▼▼▼

//! Archive record model
//!
//! Serializes to the national archive's `arkivmelding` schema. Element names
//! are fixed by that schema; field names here are English.

use serde::Serialize;

pub const ARCHIVE_RECORD_NAMESPACE: &str =
    "https://ks-no.github.io/standarder/fiks-protokoll/fiks-arkiv/arkivmelding/opprett/v1";

const XSI_NAMESPACE: &str = "http://www.w3.org/2001/XMLSchema-instance";

/// System id of the hosting platform in archive records
pub const PLATFORM_SYSTEM_ID: &str = "Altinn";

/// Organisation number of the hosting platform
pub const PLATFORM_ORG_NUMBER: &str = "991825827";

/// A code with its description
#[derive(Debug, Clone, PartialEq, Eq, Serialize)]
pub struct Code {
    #[serde(rename = "kode")]
    pub code: String,

    #[serde(rename = "beskrivelse", skip_serializing_if = "Option::is_none")]
    pub description: Option<String>,
}

impl Code {
    pub fn new(code: &str, description: &str) -> Self {
        Self {
            code: code.to_string(),
            description: Some(description.to_string()),
        }
    }

    pub fn bare(code: impl Into<String>) -> Self {
        Self {
            code: code.into(),
            description: None,
        }
    }
}

/// Code lists used by the record
pub mod codes {
    use super::Code;

    pub fn incoming_document() -> Code {
        Code::new("I", "Inngående dokument")
    }

    pub fn journalled() -> Code {
        Code::new("J", "Journalført")
    }

    pub fn document() -> Code {
        Code::new("DOKUMENT", "Dokument")
    }

    pub fn attachment() -> Code {
        Code::new("VEDLEGG", "Vedlegg")
    }

    pub fn finished() -> Code {
        Code::new("F", "Ferdig")
    }

    pub fn main_document() -> Code {
        Code::new("H", "Hoveddokument")
    }

    pub fn attached_document() -> Code {
        Code::new("V", "Vedlegg")
    }

    pub fn production_format() -> Code {
        Code::new("P", "Produksjonsformat")
    }

    pub fn sender() -> Code {
        Code::new("EA", "Avsender")
    }

    pub fn recipient() -> Code {
        Code::new("EM", "Mottaker")
    }

    pub fn internal_sender() -> Code {
        Code::new("IA", "Intern avsender")
    }
}

/// Root `arkivmelding` element
#[derive(Debug, Clone, Serialize)]
#[serde(rename = "arkivmelding")]
pub struct ArchiveRecord {
    #[serde(rename = "@xmlns")]
    pub namespace: &'static str,

    #[serde(rename = "@xmlns:xsi")]
    pub xsi_namespace: &'static str,

    pub system: String,

    #[serde(rename = "regel", skip_serializing_if = "Option::is_none")]
    pub rule: Option<String>,

    #[serde(rename = "antallFiler")]
    pub file_count: usize,

    #[serde(rename = "mappe")]
    pub case_file: CaseFile,

    #[serde(rename = "registrering")]
    pub journal_entry: JournalEntry,
}

impl ArchiveRecord {
    /// Creates a record whose file count matches the journal entry's documents
    pub fn new(
        system: String,
        rule: Option<String>,
        case_file: CaseFile,
        journal_entry: JournalEntry,
    ) -> Self {
        Self {
            namespace: ARCHIVE_RECORD_NAMESPACE,
            xsi_namespace: XSI_NAMESPACE,
            system,
            rule,
            file_count: journal_entry.documents.len(),
            case_file,
            journal_entry,
        }
    }

    /// Serializes to indented XML with a declaration
    pub fn to_xml(&self) -> Result<String, quick_xml::DeError> {
        let mut body = String::new();
        let mut serializer = quick_xml::se::Serializer::new(&mut body);
        serializer.indent(' ', 2);
        self.serialize(serializer)?;
        Ok(format!("<?xml version=\"1.0\" encoding=\"utf-8\"?>\n{body}"))
    }
}

#[derive(Debug, Clone, PartialEq, Eq, Serialize)]
pub struct ExternalKey {
    #[serde(rename = "fagsystem")]
    pub system: String,

    #[serde(rename = "noekkel")]
    pub key: String,
}

/// Submitter classification on the case file
#[derive(Debug, Clone, PartialEq, Eq, Serialize)]
pub struct Classification {
    #[serde(rename = "klassifikasjonssystem")]
    pub system: String,

    #[serde(rename = "klasseID")]
    pub class_id: String,

    #[serde(rename = "tittel", skip_serializing_if = "Option::is_none")]
    pub title: Option<String>,
}

#[derive(Debug, Clone, Serialize)]
pub struct AdministrativeUnit {
    #[serde(rename = "navn")]
    pub name: String,
}

/// `saksmappe`
#[derive(Debug, Clone, Serialize)]
pub struct CaseFile {
    #[serde(rename = "@xsi:type")]
    pub xsi_type: &'static str,

    #[serde(rename = "tittel")]
    pub title: String,

    #[serde(rename = "offentligTittel")]
    pub public_title: String,

    #[serde(rename = "referanseEksternNoekkel")]
    pub external_key: ExternalKey,

    #[serde(rename = "klassifikasjon")]
    pub classifications: Vec<Classification>,

    #[serde(rename = "saksaar")]
    pub case_year: i32,

    #[serde(rename = "saksdato")]
    pub case_date: String,

    #[serde(rename = "administrativEnhet")]
    pub administrative_unit: AdministrativeUnit,
}

impl CaseFile {
    pub const XSI_TYPE: &'static str = "saksmappe";
}

#[derive(Debug, Clone, Serialize)]
pub struct ParentReference {
    #[serde(rename = "referanseEksternNoekkel")]
    pub external_key: ExternalKey,
}

/// `journalpost`
#[derive(Debug, Clone, Serialize)]
pub struct JournalEntry {
    #[serde(rename = "@xsi:type")]
    pub xsi_type: &'static str,

    #[serde(rename = "tittel")]
    pub title: String,

    #[serde(rename = "offentligTittel")]
    pub public_title: String,

    #[serde(rename = "opprettetAv")]
    pub created_by: String,

    #[serde(rename = "arkivertAv")]
    pub archived_by: String,

    #[serde(rename = "referanseForelderMappe")]
    pub parent: ParentReference,

    #[serde(rename = "dokumentbeskrivelse")]
    pub documents: Vec<DocumentDescription>,

    #[serde(rename = "referanseEksternNoekkel")]
    pub external_key: ExternalKey,

    #[serde(rename = "journalaar")]
    pub journal_year: i32,

    #[serde(rename = "journalposttype")]
    pub entry_type: Code,

    #[serde(rename = "journalstatus")]
    pub status: Code,

    #[serde(rename = "dokumentetsDato")]
    pub document_date: String,

    #[serde(rename = "sendtDato")]
    pub sent_date: String,

    #[serde(rename = "korrespondansepart")]
    pub parties: Vec<CorrespondenceParty>,
}

impl JournalEntry {
    pub const XSI_TYPE: &'static str = "journalpost";
}

#[derive(Debug, Clone, Default, PartialEq, Eq, Serialize)]
pub struct PostalAddress {
    #[serde(rename = "adresselinje1", skip_serializing_if = "Option::is_none")]
    pub address_line: Option<String>,

    #[serde(rename = "postnr", skip_serializing_if = "Option::is_none")]
    pub postal_code: Option<String>,

    #[serde(rename = "poststed", skip_serializing_if = "Option::is_none")]
    pub city: Option<String>,
}

#[derive(Debug, Clone, Default, PartialEq, Eq, Serialize)]
pub struct ContactInfo {
    #[serde(rename = "telefonnummer", skip_serializing_if = "Option::is_none")]
    pub phone: Option<String>,

    #[serde(rename = "mobiltelefon", skip_serializing_if = "Option::is_none")]
    pub mobile: Option<String>,

    #[serde(rename = "epostadresse", skip_serializing_if = "Option::is_none")]
    pub email: Option<String>,
}

/// `korrespondansepart`
#[derive(Debug, Clone, PartialEq, Eq, Serialize)]
pub struct CorrespondenceParty {
    #[serde(rename = "korrespondanseparttype")]
    pub party_type: Code,

    #[serde(rename = "korrespondansepartID")]
    pub id: String,

    #[serde(rename = "korrespondansepartNavn")]
    pub name: String,

    #[serde(rename = "organisasjonid", skip_serializing_if = "Option::is_none")]
    pub organisation_id: Option<String>,

    #[serde(rename = "personid", skip_serializing_if = "Option::is_none")]
    pub person_id: Option<String>,

    #[serde(rename = "postadresse", skip_serializing_if = "Option::is_none")]
    pub address: Option<PostalAddress>,

    #[serde(rename = "kontaktinformasjon", skip_serializing_if = "Option::is_none")]
    pub contact: Option<ContactInfo>,

    #[serde(rename = "deresReferanse", skip_serializing_if = "Option::is_none")]
    pub your_reference: Option<String>,
}

impl CorrespondenceParty {
    fn new(party_type: Code, id: impl Into<String>, name: impl Into<String>) -> Self {
        Self {
            party_type,
            id: id.into(),
            name: name.into(),
            organisation_id: None,
            person_id: None,
            address: None,
            contact: None,
            your_reference: None,
        }
    }

    pub fn sender(id: impl Into<String>, name: impl Into<String>) -> Self {
        Self::new(codes::sender(), id, name)
    }

    pub fn recipient(id: impl Into<String>, name: impl Into<String>) -> Self {
        Self::new(codes::recipient(), id, name)
    }

    /// The hosting platform as internal sender
    pub fn internal_sender() -> Self {
        Self::new(codes::internal_sender(), PLATFORM_ORG_NUMBER, PLATFORM_SYSTEM_ID)
    }

    pub fn with_organisation_id(mut self, organisation_id: Option<String>) -> Self {
        self.organisation_id = organisation_id.filter(|s| !s.trim().is_empty());
        self
    }

    pub fn with_person_id(mut self, person_id: Option<String>) -> Self {
        self.person_id = person_id.filter(|s| !s.trim().is_empty());
        self
    }

    pub fn with_reference(mut self, reference: impl Into<String>) -> Self {
        self.your_reference = Some(reference.into());
        self
    }

    /// Adds address and phone numbers; empty parts are dropped
    pub fn with_contact_info(
        mut self,
        phone: Option<String>,
        mobile: Option<String>,
        address: Option<String>,
        postal_code: Option<String>,
        city: Option<String>,
    ) -> Self {
        let present = |v: Option<String>| v.filter(|s| !s.trim().is_empty());

        let address = PostalAddress {
            address_line: present(address),
            postal_code: present(postal_code),
            city: present(city),
        };
        if address != PostalAddress::default() {
            self.address = Some(address);
        }

        let contact = ContactInfo {
            phone: present(phone),
            mobile: present(mobile),
            email: None,
        };
        if contact != ContactInfo::default() {
            self.contact = Some(contact);
        }
        self
    }
}

#[derive(Debug, Clone, Serialize)]
pub struct SystemIdElement {
    #[serde(rename = "@label")]
    pub label: String,

    #[serde(rename = "$text")]
    pub value: String,
}

/// `dokumentobjekt`
#[derive(Debug, Clone, Serialize)]
pub struct DocumentObject {
    #[serde(rename = "systemID")]
    pub system_id: SystemIdElement,

    #[serde(rename = "variantformat")]
    pub variant: Code,

    pub format: Code,

    #[serde(rename = "filnavn")]
    pub filename: String,

    #[serde(rename = "referanseDokumentfil")]
    pub file_reference: String,
}

/// `dokumentbeskrivelse`
#[derive(Debug, Clone, Serialize)]
pub struct DocumentDescription {
    #[serde(rename = "dokumenttype")]
    pub document_type: Code,

    #[serde(rename = "dokumentstatus")]
    pub status: Code,

    #[serde(rename = "tittel")]
    pub title: String,

    #[serde(rename = "opprettetDato")]
    pub created_date: String,

    #[serde(rename = "tilknyttetRegistreringSom")]
    pub attached_as: Code,

    #[serde(rename = "dokumentnummer")]
    pub number: usize,

    #[serde(rename = "dokumentobjekt")]
    pub objects: Vec<DocumentObject>,
}
//! Outbound archive messages
//!
//! A [`MessageRequest`] is built once per triggering task, handed to the
//! transport and dropped. Nothing about it is retained for correlation.

use chrono::Duration;
use serde::{Deserialize, Serialize};
use uuid::Uuid;

/// Message type tags understood by the archive service
pub mod message_types {
    /// Create an archive record (case file + journal entry)
    pub const CREATE_ARCHIVE_RECORD: &str = "no.ks.fiks.arkiv.v1.arkivering.arkivmelding.opprett";

    /// Archive record was stored; payload carries the receipt
    pub const CREATE_ARCHIVE_RECORD_RECEIPT: &str =
        "no.ks.fiks.arkiv.v1.arkivering.arkivmelding.opprett.kvittering";

    /// Archive record was received but not yet stored
    pub const CREATE_ARCHIVE_RECORD_RECEIVED: &str =
        "no.ks.fiks.arkiv.v1.arkivering.arkivmelding.opprett.mottatt";

    pub const ERROR_NOT_FOUND: &str = "no.ks.fiks.arkiv.v1.feilmelding.ikkefunnet";
    pub const ERROR_SERVER: &str = "no.ks.fiks.arkiv.v1.feilmelding.serverfeil";
    pub const ERROR_INVALID_REQUEST: &str = "no.ks.fiks.arkiv.v1.feilmelding.ugyldigforespoersel";

    /// Error message types
    pub const ERROR_TYPES: [&str; 3] = [ERROR_NOT_FOUND, ERROR_SERVER, ERROR_INVALID_REQUEST];

    pub fn is_error_type(message_type: &str) -> bool {
        ERROR_TYPES.contains(&message_type)
    }
}

/// Filename of the archive record inside the payload container
pub const ARCHIVE_RECORD_FILENAME: &str = "arkivmelding.xml";

/// How long the transport keeps an undelivered request
pub fn message_lifetime() -> Duration {
    Duration::days(2)
}

/// Role a document plays in the submission
#[derive(Debug, Clone, Copy, PartialEq, Eq, Serialize, Deserialize)]
#[serde(rename_all = "snake_case")]
pub enum DocumentRole {
    /// The archive record and the primary document
    Primary,
    Attachment,
}

/// A single file in the outbound payload container
#[derive(Clone, PartialEq, Eq)]
pub struct MessagePayload {
    pub filename: String,
    pub content: Vec<u8>,
    pub role: DocumentRole,
}

impl MessagePayload {
    pub fn new(filename: impl Into<String>, content: Vec<u8>, role: DocumentRole) -> Self {
        Self {
            filename: filename.into(),
            content,
            role,
        }
    }
}

impl std::fmt::Debug for MessagePayload {
    fn fmt(&self, f: &mut std::fmt::Formatter<'_>) -> std::fmt::Result {
        f.debug_struct("MessagePayload")
            .field("filename", &self.filename)
            .field("size", &self.content.len())
            .field("role", &self.role)
            .finish()
    }
}

/// Resolved archive recipient
#[derive(Debug, Clone, PartialEq, Eq)]
pub struct Recipient {
    /// Transport account the archive service listens on
    pub account_id: Uuid,

    /// Identifier used in the correspondence party record
    pub identifier: String,

    pub name: String,

    pub org_number: Option<String>,
}

/// Outbound archive request
#[derive(Debug, Clone)]
pub struct MessageRequest {
    pub recipient: Uuid,
    pub message_type: String,

    /// Instance GUID
    pub senders_reference: Uuid,

    pub time_to_live: Duration,

    /// Ordered payloads; the archive record comes first
    pub payloads: Vec<MessagePayload>,

    /// Instance URL, echoed back by the archive service
    pub correlation_id: String,

    /// Set when the request answers a previous message
    pub in_reply_to: Option<Uuid>,
}

/// Transport acknowledgement for a sent request
#[derive(Debug, Clone, PartialEq, Eq, Serialize, Deserialize)]
#[serde(rename_all = "camelCase")]
pub struct SentMessage {
    pub message_id: Uuid,
    pub message_type: String,
    pub recipient_account_id: Uuid,
}

#[cfg(test)]
mod tests {
    use super::message_types::*;
    use super::*;

    #[test]
    fn test_error_types() {
        assert!(is_error_type(ERROR_SERVER));
        assert!(is_error_type(ERROR_NOT_FOUND));
        assert!(is_error_type(ERROR_INVALID_REQUEST));
        assert!(!is_error_type(CREATE_ARCHIVE_RECORD_RECEIPT));
        assert!(!is_error_type(""));
    }

    #[test]
    fn test_payload_debug_hides_content() {
        let payload = MessagePayload::new("a.pdf", vec![1, 2, 3], DocumentRole::Attachment);
        let debug = format!("{payload:?}");
        assert!(debug.contains("size: 3"));
        assert!(!debug.contains("[1, 2, 3]"));
    }

    #[test]
    fn test_lifetime_is_two_days() {
        assert_eq!(message_lifetime().num_hours(), 48);
    }
}
//! CLI interface and argument parsing
//!
//! This module provides the command-line interface for archivelink using clap.

pub mod commands;

use clap::{Parser, Subcommand};

/// Archivelink - archive integration for form workflows
#[derive(Parser, Debug)]
#[command(name = "archivelink")]
#[command(version, about, long_about = None)]
#[command(author = "Archivelink Contributors")]
pub struct Cli {
    /// Path to configuration file
    #[arg(short, long, default_value = "archivelink.toml", env = "ARCHIVELINK_CONFIG")]
    pub config: String,

    /// Log level (trace, debug, info, warn, error)
    #[arg(short, long, env = "ARCHIVELINK_LOG_LEVEL")]
    pub log_level: Option<String>,

    /// Subcommand to execute
    #[command(subcommand)]
    pub command: Commands,
}

/// Available commands
#[derive(Subcommand, Debug)]
pub enum Commands {
    /// Listen for archive receipts and error reports until interrupted
    Run(commands::run::RunArgs),

    /// Submit one instance to the archive
    Send(commands::send::SendArgs),

    /// Validate configuration against the application definition
    ValidateConfig(commands::validate::ValidateArgs),

    /// Initialize a new configuration file
    Init(commands::init::InitArgs),
}
//! Instance API client

use super::http::PlatformHttp;
use super::{InstanceClient, NewDataElement};
use crate::config::ArchivelinkConfig;
use crate::config::schema::with_trailing_slash;
use crate::domain::{DataElement, Instance, InstanceIdentifier, PlatformError, Result};
use async_trait::async_trait;
use reqwest::header::{CONTENT_DISPOSITION, CONTENT_TYPE};
use serde::Serialize;
use uuid::Uuid;

#[derive(Debug, Serialize)]
struct ProcessNextRequest<'a> {
    #[serde(skip_serializing_if = "Option::is_none")]
    action: Option<&'a str>,
}

/// HTTP implementation of [`InstanceClient`]
///
/// Reads and writes go to the storage API; process moves go through the
/// application itself so its process engine runs the transition.
#[derive(Clone)]
pub struct HttpInstanceClient {
    http: PlatformHttp,
    storage_endpoint: String,
    app_base_url: String,
}

impl HttpInstanceClient {
    pub fn new(config: &ArchivelinkConfig, http: PlatformHttp) -> Self {
        Self {
            http,
            storage_endpoint: with_trailing_slash(&config.platform.storage_endpoint),
            app_base_url: config.application.app_base_url(),
        }
    }

    fn instance_url(&self, id: &InstanceIdentifier) -> String {
        format!("{}instances/{}", self.storage_endpoint, id)
    }
}

/// `Content-Disposition` value with an RFC 5987 encoded filename
fn content_disposition(filename: &str) -> String {
    let ascii: String = filename
        .chars()
        .map(|c| if c.is_ascii() && c != '"' { c } else { '_' })
        .collect();
    let encoded: String = url::form_urlencoded::byte_serialize(filename.as_bytes())
        .collect::<String>()
        .replace('+', "%20");
    format!("attachment; filename=\"{ascii}\"; filename*=UTF-8''{encoded}")
}

#[async_trait]
impl InstanceClient for HttpInstanceClient {
    async fn get_instance(&self, id: &InstanceIdentifier) -> Result<Instance> {
        tracing::debug!(instance_id = %id, "Fetching instance");

        let response = self
            .http
            .send(self.http.client().get(self.instance_url(id)))
            .await?;

        let instance = response.json::<Instance>().await.map_err(|e| {
            PlatformError::InvalidResponse(format!("Failed to parse instance {id}: {e}"))
        })?;
        Ok(instance)
    }

    async fn get_data_bytes(
        &self,
        id: &InstanceIdentifier,
        data_element_id: Uuid,
    ) -> Result<Vec<u8>> {
        let url = format!("{}/data/{}", self.instance_url(id), data_element_id);
        let response = self.http.send(self.http.client().get(url)).await?;

        let bytes = response.bytes().await.map_err(|e| {
            PlatformError::InvalidResponse(format!(
                "Failed to read data element {data_element_id}: {e}"
            ))
        })?;
        Ok(bytes.to_vec())
    }

    async fn insert_binary_data(
        &self,
        id: &InstanceIdentifier,
        element: NewDataElement,
    ) -> Result<DataElement> {
        tracing::debug!(
            instance_id = %id,
            data_type = %element.data_type,
            filename = %element.filename,
            size = element.content.len(),
            "Inserting data element"
        );

        let mut query = vec![("dataType", element.data_type.as_str())];
        if let Some(task) = element.generated_from_task.as_deref() {
            query.push(("generatedFromTask", task));
        }

        let request = self
            .http
            .client()
            .post(format!("{}/data", self.instance_url(id)))
            .query(&query)
            .header(CONTENT_TYPE, element.content_type.as_str())
            .header(CONTENT_DISPOSITION, content_disposition(&element.filename))
            .body(element.content);

        let response = self.http.send(request).await?;
        let created = response.json::<DataElement>().await.map_err(|e| {
            PlatformError::InvalidResponse(format!("Failed to parse created data element: {e}"))
        })?;
        Ok(created)
    }

    async fn process_move_next(
        &self,
        id: &InstanceIdentifier,
        action: Option<&str>,
    ) -> Result<()> {
        tracing::info!(instance_id = %id, action = ?action, "Moving process to next task");

        let url = format!("{}instances/{}/process/next", self.app_base_url, id);
        let request = self
            .http
            .client()
            .put(url)
            .json(&ProcessNextRequest { action });

        self.http.send(request).await?;
        Ok(())
    }

    async fn mark_instance_complete(&self, id: &InstanceIdentifier) -> Result<()> {
        tracing::info!(instance_id = %id, "Marking instance complete");

        let url = format!("{}/complete", self.instance_url(id));
        self.http.send(self.http.client().post(url)).await?;
        Ok(())
    }
}
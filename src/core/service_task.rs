//! Process task trigger for archive submissions

use crate::adapters::platform::{InstanceClient, NewDataElement};
use crate::adapters::transport::MessageTransport;
use crate::config::ArchivelinkConfig;
use crate::core::handler::ArchiveMessageHandler;
use crate::domain::{
    ArchiveError, Instance, Principal, Result, SentMessage, ARCHIVE_RECORD_FILENAME,
};
use crate::log_message_sent;
use std::sync::Arc;
use tokio::sync::watch;

/// Submits an instance to the archive when its trigger task completes
pub struct ArchiveServiceTask {
    config: Arc<ArchivelinkConfig>,
    handler: Arc<dyn ArchiveMessageHandler>,
    instances: Arc<dyn InstanceClient>,
    transport: Arc<MessageTransport>,
}

impl ArchiveServiceTask {
    pub fn new(
        config: Arc<ArchivelinkConfig>,
        handler: Arc<dyn ArchiveMessageHandler>,
        instances: Arc<dyn InstanceClient>,
        transport: Arc<MessageTransport>,
    ) -> Self {
        Self {
            config,
            handler,
            instances,
            transport,
        }
    }

    /// Builds the archive request, stores the archive record on the instance
    /// and sends the request
    ///
    /// Returns `Ok(None)` without side effects when auto-send is not
    /// configured for `task_id`. The shutdown signal is checked before any
    /// work is done and again before the message is dispatched.
    ///
    /// # Errors
    ///
    /// Returns [`ArchiveError::Cancelled`] if shutdown was requested, or any
    /// error from request construction, persistence or sending.
    pub async fn execute(
        &self,
        task_id: &str,
        instance: &Instance,
        principal: &Principal,
        shutdown: &watch::Receiver<bool>,
    ) -> Result<Option<SentMessage>> {
        if !self.config.archive.is_auto_send_enabled_for(task_id) {
            tracing::debug!(instance_id = %instance.id, task_id, "Auto-send not enabled for task");
            return Ok(None);
        }
        ensure_running(shutdown)?;

        tracing::info!(instance_id = %instance.id, task_id, "Sending archive message");
        let request = self
            .handler
            .create_message_request(task_id, instance, principal)
            .await?;

        let archive_record = request
            .payloads
            .iter()
            .find(|p| p.filename == ARCHIVE_RECORD_FILENAME)
            .ok_or_else(|| {
                ArchiveError::Domain("Message request carries no archive record".to_string())
            })?;

        let target = &self.config.archive.receipt.archive_record;
        self.instances
            .insert_binary_data(
                &instance.id,
                NewDataElement {
                    data_type: target.data_type.clone(),
                    content_type: "application/xml".to_string(),
                    filename: target
                        .filename
                        .clone()
                        .unwrap_or_else(|| format!("{}.xml", target.data_type)),
                    content: archive_record.content.clone(),
                    generated_from_task: Some(task_id.to_string()),
                },
            )
            .await?;

        ensure_running(shutdown)?;
        let sent = self.transport.send_message(request).await?;
        log_message_sent!(sent.message_id, sent.message_type, instance.id);
        Ok(Some(sent))
    }
}

fn ensure_running(shutdown: &watch::Receiver<bool>) -> Result<()> {
    if *shutdown.borrow() {
        return Err(ArchiveError::Cancelled(
            "shutdown requested before dispatch".to_string(),
        ));
    }
    Ok(())
}

#[cfg(test)]
mod tests {
    use super::*;
    use crate::core::handler::DefaultMessageHandler;
    use crate::core::payload::PayloadGenerator;
    use crate::core::resolver::ConfigResolver;
    use crate::test_support::{
        sample_app_metadata, sample_config, sample_instance, FakeInstanceClient, FakeNotifier,
        FakeOrgRegistry, FakePartyRegistry, FakeTransportFactory,
    };

    struct Harness {
        task: ArchiveServiceTask,
        instances: Arc<FakeInstanceClient>,
        factory: Arc<FakeTransportFactory>,
    }

    fn harness() -> Harness {
        let config = Arc::new(sample_config());
        let instances = Arc::new(FakeInstanceClient::with_instance(sample_instance()));
        let resolver = Arc::new(ConfigResolver::new(
            config.clone(),
            instances.clone(),
            Arc::new(FakePartyRegistry::default()),
            Arc::new(FakeOrgRegistry::default()),
        ));
        let generator = PayloadGenerator::new(
            config.clone(),
            Arc::new(sample_app_metadata()),
            instances.clone(),
            resolver.clone(),
        );
        let handler = Arc::new(DefaultMessageHandler::new(
            config.clone(),
            resolver,
            generator,
            instances.clone(),
            Arc::new(FakeNotifier::default()),
        ));
        let factory = Arc::new(FakeTransportFactory::default());
        let transport = Arc::new(MessageTransport::new(factory.clone()));
        Harness {
            task: ArchiveServiceTask::new(config, handler, instances.clone(), transport),
            instances,
            factory,
        }
    }

    fn principal() -> Principal {
        Principal::ServiceOwner {
            org: "ttd".to_string(),
            org_number: "991825827".to_string(),
        }
    }

    #[tokio::test]
    async fn test_execute_stores_record_then_sends() {
        let h = harness();
        let (_tx, rx) = watch::channel(false);

        let sent = h
            .task
            .execute("Task_2", &sample_instance(), &principal(), &rx)
            .await
            .unwrap()
            .unwrap();

        let inserts = h.instances.inserts();
        assert_eq!(inserts.len(), 1);
        assert_eq!(inserts[0].data_type, "archive-record");
        assert_eq!(inserts[0].filename, "archive-record.xml");
        assert_eq!(inserts[0].content_type, "application/xml");
        assert!(String::from_utf8_lossy(&inserts[0].content).contains("<arkivmelding"));

        assert_eq!(h.factory.connection(0).sent_count(), 1);
        assert_eq!(sent.recipient_account_id, uuid::Uuid::from_u128(3));
    }

    #[tokio::test]
    async fn test_other_task_is_skipped() {
        let h = harness();
        let (_tx, rx) = watch::channel(false);

        let sent = h
            .task
            .execute("Task_1", &sample_instance(), &principal(), &rx)
            .await
            .unwrap();
        assert!(sent.is_none());
        assert!(h.instances.inserts().is_empty());
        assert_eq!(h.factory.connect_count(), 0);
    }

    #[tokio::test]
    async fn test_shutdown_cancels_before_dispatch() {
        let h = harness();
        let (tx, rx) = watch::channel(false);
        tx.send(true).unwrap();

        let result = h
            .task
            .execute("Task_2", &sample_instance(), &principal(), &rx)
            .await;
        assert!(matches!(result, Err(ArchiveError::Cancelled(_))));
        assert!(h.instances.inserts().is_empty());
        assert_eq!(h.factory.connect_count(), 0);
    }
}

▲▲▲

REQUIREMENT: Within the records above, find every line holding the word "target" and give the total as a bare number.

EXERCISE SOLUTION: 4